1
Feb
08

the gender gap on college campuses

Our very own UNC-Chapel Hill was highlighted in the NYT over the weekend discussing how the college gender gap affects more than just academia. The article, “The New Math on Campus,” looked into the social ramifications of a non-traditional male/female ratio, specifically how it effects college dating and relationships.

“University of North Carolina-Chapel Hill, with a student body that is nearly 60 percent female, is just one of many large universities that at times feel eerily like women’s colleges.

Needless to say, this puts guys in a position to play the field, and tends to mean that even the ones willing to make a commitment come with storied romantic histories.”

The article sheds light on the overlooked situation most college men and women regularly face: there are more women than men in the classroom, the graduating class and now, the social scene.

According to a recent report by the American Council on Education, women have represented about 57 percent of enrollment in colleges since 2000. The increase of women on campuses is significant to note as women only began attending college in the late 19th Century. But today, women outnumber men and such a population change is sure to bring social ramifications. While understanding the full effect, if any, the lop-sided male/female ratio is having on the dating culture is far from conclusive. What we do know is women on gender-imbalanced campuses are sacrificing values for an encounter with the disappearing male- and these consequences should not be overlooked.

1
Dec
14

Please Stop “Title-Nining” Everything

The Greensboro News-Record printed my letter to the editor on the dangers of Title IX. Check it out here:

The Dec. 9 article, “Rockingham schools accused of illegally favoring boys,” by Morgan Glover sheds light on the troubling issue: Title IX. The issue is not discrimination in schools but rather the over-application of feminist-invented and feminist-promoted Title IX legislation.
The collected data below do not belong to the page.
use anyhow::{anyhow, Result};
use async_trait::async_trait;
use std::sync::{Arc, Mutex};

use pm_agent::models::message::Message;
use pm_agent::models::tool::Tool;
use pm_agent::providers::base::{Completion, Provider, StopReason, Usage};

/// The library's mock provider is only built for its own tests, so the shell keeps
/// a scripted one here. An `Err` entry simulates a failed API call.
pub struct MockProvider {
    responses: Arc<Mutex<Vec<Result<Completion, String>>>>,
    requests: Arc<Mutex<Vec<Vec<Message>>>>,
}

impl MockProvider {
    pub fn new(responses: Vec<Result<Completion, String>>) -> Self {
        Self {
            responses: Arc::new(Mutex::new(responses)),
            requests: Arc::new(Mutex::new(Vec::new())),
        }
    }

    pub fn requests(&self) -> Arc<Mutex<Vec<Vec<Message>>>> {
        Arc::clone(&self.requests)
    }
}

pub fn end_turn(text: &str) -> Result<Completion, String> {
    Ok(Completion::new(
        Message::assistant().with_text(text),
        StopReason::EndTurn,
        Usage::default(),
    ))
}

pub fn tool_use(message: Message) -> Result<Completion, String> {
    Ok(Completion::new(message, StopReason::ToolUse, Usage::default()))
}

#[async_trait]
impl Provider for MockProvider {
    async fn complete(
        &self,
        _system_prompt: &str,
        messages: &[Message],
        _tools: &[Tool],
    ) -> Result<Completion> {
        self.requests.lock().unwrap().push(messages.to_vec());

        let mut responses = self.responses.lock().unwrap();
        if responses.is_empty() {
            return Ok(Completion::new(
                Message::assistant().with_text(""),
                StopReason::EndTurn,
                Usage::default(),
            ));
        }
        responses.remove(0).map_err(|e| anyhow!(e))
    }
}
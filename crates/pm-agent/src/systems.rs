mod system;

pub use system::System;
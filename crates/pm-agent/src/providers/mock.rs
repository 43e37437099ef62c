use anyhow::Result;
use async_trait::async_trait;
use std::sync::Arc;
use std::sync::Mutex;

use crate::models::message::Message;
use crate::models::tool::Tool;
use crate::providers::base::{Completion, Provider, StopReason, Usage};

/// A mock provider that returns pre-configured responses for testing
pub struct MockProvider {
    responses: Arc<Mutex<Vec<Completion>>>,
    requests: Arc<Mutex<Vec<Vec<Message>>>>,
}

impl MockProvider {
    /// Create a new mock provider with a sequence of responses
    pub fn new(responses: Vec<Completion>) -> Self {
        Self {
            responses: Arc::new(Mutex::new(responses)),
            requests: Arc::new(Mutex::new(Vec::new())),
        }
    }

    /// Shared handle on every conversation the provider was asked to complete
    pub fn requests(&self) -> Arc<Mutex<Vec<Vec<Message>>>> {
        Arc::clone(&self.requests)
    }
}

/// Shorthand for a scripted response that ends the turn
pub fn end_turn(message: Message) -> Completion {
    Completion::new(message, StopReason::EndTurn, Usage::default())
}

/// Shorthand for a scripted response that requests tools
pub fn tool_use(message: Message) -> Completion {
    Completion::new(message, StopReason::ToolUse, Usage::default())
}

#[async_trait]
impl Provider for MockProvider {
    async fn complete(
        &self,
        _system_prompt: &str,
        messages: &[Message],
        _tools: &[Tool],
    ) -> Result<Completion> {
        self.requests.lock().unwrap().push(messages.to_vec());

        let mut responses = self.responses.lock().unwrap();
        if responses.is_empty() {
            // Return empty response if no more pre-configured responses
            Ok(end_turn(Message::assistant().with_text("")))
        } else {
            Ok(responses.remove(0))
        }
    }
}
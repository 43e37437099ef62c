use anyhow::{anyhow, Result};
use async_trait::async_trait;
use reqwest::Client;
use reqwest::StatusCode;
use serde_json::{json, Value};
use std::time::Duration;

use super::base::{Completion, Provider};
use super::configs::{AnthropicProviderConfig, ANTHROPIC_MAX_TOKENS};
use super::utils::{
    anthropic_response_to_message, get_stop_reason, get_usage, messages_to_anthropic_spec,
    tools_to_anthropic_spec,
};
use crate::models::message::Message;
use crate::models::tool::Tool;

pub const ANTHROPIC_API_VERSION: &str = "2023-06-01";

pub struct AnthropicProvider {
    client: Client,
    config: AnthropicProviderConfig,
}

impl AnthropicProvider {
    pub fn new(config: AnthropicProviderConfig) -> Result<Self> {
        let client = Client::builder()
            .timeout(Duration::from_secs(600)) // 10 minutes timeout
            .build()?;

        Ok(Self { client, config })
    }

    async fn post(&self, payload: Value) -> Result<Value> {
        let url = format!("{}/v1/messages", self.config.host.trim_end_matches('/'));

        let response = self
            .client
            .post(&url)
            .header("x-api-key", &self.config.api_key)
            .header("anthropic-version", ANTHROPIC_API_VERSION)
            .json(&payload)
            .send()
            .await?;

        match response.status() {
            StatusCode::OK => Ok(response.json().await?),
            status if status == StatusCode::TOO_MANY_REQUESTS || status.as_u16() >= 500 => {
                Err(anyhow!("Server error: {}", status))
            }
            status => {
                let error_text = response.text().await?;
                Err(anyhow!("Request failed: {} - {}", status, error_text))
            }
        }
    }
}

#[async_trait]
impl Provider for AnthropicProvider {
    async fn complete(
        &self,
        system: &str,
        messages: &[Message],
        tools: &[Tool],
    ) -> Result<Completion> {
        let mut payload = json!({
            "model": self.config.model,
            "system": system,
            "messages": messages_to_anthropic_spec(messages),
            "max_tokens": self.config.max_tokens.unwrap_or(ANTHROPIC_MAX_TOKENS),
        });

        if let Some(object) = payload.as_object_mut() {
            if !tools.is_empty() {
                object.insert("tools".to_string(), json!(tools_to_anthropic_spec(tools)?));
            }
            if let Some(temp) = self.config.temperature {
                object.insert("temperature".to_string(), json!(temp));
            }
        }

        tracing::debug!(
            model = %self.config.model,
            messages = messages.len(),
            tools = tools.len(),
            "sending completion request"
        );
        let response = self.post(payload).await?;

        let message = anthropic_response_to_message(&response)?;
        let stop_reason = get_stop_reason(&response);
        let usage = get_usage(&response);
        tracing::debug!(%stop_reason, ?usage, "received completion");

        Ok(Completion::new(message, stop_reason, usage))
    }
}
use chrono::Utc;
use serde::{Deserialize, Serialize};

use super::content::{Content, TextContent};
use super::role::Role;
use super::tool::ToolCall;
use crate::errors::AgentResult;

/// A model's request to run a tool. `id` is echoed back on the matching response.
#[derive(Debug, Clone, PartialEq, Serialize, Deserialize)]
pub struct ToolRequest {
    pub id: String,
    pub tool_call: AgentResult<ToolCall>,
}

/// Outcome of running a tool, paired with the request by `id`
#[derive(Debug, Clone, PartialEq, Serialize, Deserialize)]
pub struct ToolResponse {
    pub id: String,
    pub tool_result: AgentResult<Vec<Content>>,
}

/// One block of a message
#[derive(Debug, Clone, PartialEq, Serialize, Deserialize)]
pub enum MessageContent {
    Text(TextContent),
    ToolRequest(ToolRequest),
    ToolResponse(ToolResponse),
}

impl MessageContent {
    pub fn text<S: Into<String>>(text: S) -> Self {
        MessageContent::Text(TextContent { text: text.into() })
    }

    pub fn tool_request<S: Into<String>>(id: S, tool_call: AgentResult<ToolCall>) -> Self {
        let id = id.into();
        MessageContent::ToolRequest(ToolRequest { id, tool_call })
    }

    pub fn tool_response<S: Into<String>>(id: S, tool_result: AgentResult<Vec<Content>>) -> Self {
        let id = id.into();
        MessageContent::ToolResponse(ToolResponse { id, tool_result })
    }

    pub fn as_text(&self) -> Option<&str> {
        match self {
            MessageContent::Text(text) => Some(&text.text),
            _ => None,
        }
    }

    pub fn as_tool_request(&self) -> Option<&ToolRequest> {
        match self {
            MessageContent::ToolRequest(request) => Some(request),
            _ => None,
        }
    }

    pub fn as_tool_response(&self) -> Option<&ToolResponse> {
        match self {
            MessageContent::ToolResponse(response) => Some(response),
            _ => None,
        }
    }

    /// Text of a successful tool response, one line per content item
    pub fn as_tool_response_text(&self) -> Option<String> {
        let contents = self.as_tool_response()?.tool_result.as_ref().ok()?;
        let texts: Vec<&str> = contents.iter().filter_map(Content::as_text).collect();
        (!texts.is_empty()).then(|| texts.join("\n"))
    }
}

/// A single turn of the conversation sent to or received from the model
#[derive(Debug, Clone, PartialEq, Serialize, Deserialize)]
pub struct Message {
    pub role: Role,
    pub created: i64,
    pub content: Vec<MessageContent>,
}

impl Message {
    fn new(role: Role) -> Self {
        Message {
            role,
            created: Utc::now().timestamp(),
            content: Vec::new(),
        }
    }

    pub fn user() -> Self {
        Self::new(Role::User)
    }

    pub fn assistant() -> Self {
        Self::new(Role::Assistant)
    }

    pub fn with_content(mut self, content: MessageContent) -> Self {
        self.content.push(content);
        self
    }

    pub fn with_text<S: Into<String>>(self, text: S) -> Self {
        self.with_content(MessageContent::text(text))
    }

    pub fn with_tool_request<S: Into<String>>(
        self,
        id: S,
        tool_call: AgentResult<ToolCall>,
    ) -> Self {
        self.with_content(MessageContent::tool_request(id, tool_call))
    }

    pub fn with_tool_response<S: Into<String>>(
        self,
        id: S,
        result: AgentResult<Vec<Content>>,
    ) -> Self {
        self.with_content(MessageContent::tool_response(id, result))
    }

    /// All tool requests in this message, in the order they were emitted
    pub fn tool_requests(&self) -> Vec<&ToolRequest> {
        self.content
            .iter()
            .filter_map(MessageContent::as_tool_request)
            .collect()
    }

    /// Concatenation of every text block, in order
    pub fn text(&self) -> String {
        self.content
            .iter()
            .filter_map(MessageContent::as_text)
            .collect()
    }
}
Title IX dictates that if 60 percent of students taking academic classes are female, then 60 percent of students playing on athletic teams must be female. The legislation ignores the possibility that more men than women actually want to participate in athletics. The result: more under-qualified women join the team’s roster while trophy-winning male teams are canceled. Women’s teams also suffer as untalented players join the roster for the sake of making quotas and a team loses its collective competitiveness.

Title IX may appear to help Reidsville High’s softball team become “equal” but will actually hurt male and female athletes in the long run. Title IX ignores the differences between men and women and demands a quota system that favors one group at the expense of another. It has eliminated equality of opportunity for both men and women, causing an even greater amount of inequality in our schools. North Carolina’s students deserve better.

0
Dec
11

Correlation out with the storm

I recently submitted a letter to the editor taking issue with this N&O article.

The Dec. 7 column, “Warming Woes and the World’s Women” argues that women are most affected by global climate change because women represent the highest percentage of people living below the poverty line and bear a “disproportionate burden” when natural disasters hit.  The authors, Victor Flatt, Taft Professor at UNC’s School of Law and Donna Surge, associate professor at UNC, used loosely based research without considering the larger context surrounding the nations surveyed.

The study looks at developing areas of the world where the problems considered—lack of women’s rights embedded in a deeply patriarchal society—have not solely resulted from climate change. The study examines areas with little economic development that face the greatest problems. Logically the nation bears the greatest burden when a natural disaster hits, regardless of the amount of women in the society. What is more, women in these developed countries lack substantial women’s rights and would again, logically, have it “worse off” than men, regardless of natural disasters.

Instead, there should be global pressure to ensure that women everywhere are given equal opportunities. These nations deserve more than merely pointing out what everyone already knows: developing nations are still developing.